Scan the material for the word "LeagueDraft" and return every matching line.

··········

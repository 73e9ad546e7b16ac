use chrono::{DateTime, Utc};
use serde::{Deserialize, Serialize};

use super::{Record, Searchable};

#[derive(Debug, Clone, Serialize, Deserialize)]
pub struct League {
    pub id: i64,
    pub name: String,
    pub year: String,
    pub season: String,
    #[serde(rename = "startDate")]
    pub start_date: DateTime<Utc>,
    #[serde(rename = "endDate")]
    pub end_date: DateTime<Utc>,
}

impl League {
    /// Short label for pickers and list rows, e.g. "Premier 2025 (summer)".
    pub fn display_label(&self) -> String {
        format!("{} {} ({})", self.name, self.year, self.season)
    }
}

impl Record for League {
    fn record_id(&self) -> i64 {
        self.id
    }
}

impl Searchable for League {
    fn search_fields(&self) -> Vec<&str> {
        vec![&self.name]
    }
}

/// Write payload for create-league / update-league.
#[derive(Debug, Clone, Serialize)]
pub struct LeagueDraft {
    pub name: String,
    pub year: String,
    pub season: String,
    #[serde(rename = "startDate")]
    pub start_date: DateTime<Utc>,
    #[serde(rename = "endDate")]
    pub end_date: DateTime<Utc>,
}

/// `get-leagues` wraps the collection; `get-league/{id}` returns the
/// record bare. Both shapes live here so the client stays thin.
#[derive(Debug, Deserialize)]
pub struct LeaguesResponse {
    pub leagues: Vec<League>,
}

#[derive(Debug, Clone, Serialize, Deserialize)]
pub struct Group {
    pub id: i64,
    pub name: String,
    #[serde(rename = "leagueId")]
    pub league_id: i64,
}

impl Record for Group {
    fn record_id(&self) -> i64 {
        self.id
    }
}

impl Searchable for Group {
    fn search_fields(&self) -> Vec<&str> {
        vec![&self.name]
    }
}

#[derive(Debug, Clone, Serialize)]
pub struct GroupDraft {
    pub name: String,
    #[serde(rename = "leagueId")]
    pub league_id: i64,
}

#[derive(Debug, Deserialize)]
pub struct GroupsResponse {
    pub groups: Vec<Group>,
}

/// `get-group/{id}` wraps the single record.
#[derive(Debug, Deserialize)]
pub struct GroupWrapper {
    pub group: Group,
}

#[cfg(test)]
mod tests {
    use super::*;

    #[test]
    fn test_parse_leagues_response() {
        let json = r#"{"leagues":[{"id":3,"name":"Premier","year":"2025","season":"summer",
            "startDate":"2025-06-01T00:00:00.000Z","endDate":"2025-08-31T00:00:00.000Z"}]}"#;
        let parsed: LeaguesResponse = serde_json::from_str(json).expect("parse leagues");
        assert_eq!(parsed.leagues.len(), 1);
        assert_eq!(parsed.leagues[0].id, 3);
        assert_eq!(parsed.leagues[0].display_label(), "Premier 2025 (summer)");
    }

    #[test]
    fn test_parse_rejects_missing_id() {
        let json = r#"{"name":"Premier","year":"2025","season":"summer",
            "startDate":"2025-06-01T00:00:00.000Z","endDate":"2025-08-31T00:00:00.000Z"}"#;
        assert!(serde_json::from_str::<League>(json).is_err());
    }

    #[test]
    fn test_league_draft_serializes_camel_case() {
        let draft = LeagueDraft {
            name: "Premier".into(),
            year: "2025".into(),
            season: "summer".into(),
            start_date: "2025-06-01T00:00:00Z".parse().expect("date"),
            end_date: "2025-08-31T00:00:00Z".parse().expect("date"),
        };
        let json = serde_json::to_value(&draft).expect("serialize draft");
        assert!(json.get("startDate").is_some());
        assert!(json.get("endDate").is_some());
    }

    #[test]
    fn test_parse_group_wrapper() {
        let json = r#"{"group":{"id":7,"name":"Group A","leagueId":3}}"#;
        let parsed: GroupWrapper = serde_json::from_str(json).expect("parse group");
        assert_eq!(parsed.group.league_id, 3);
    }
}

··········

* SOLVED EXERCISE
pub struct LeagueDraft {
        let draft = LeagueDraft {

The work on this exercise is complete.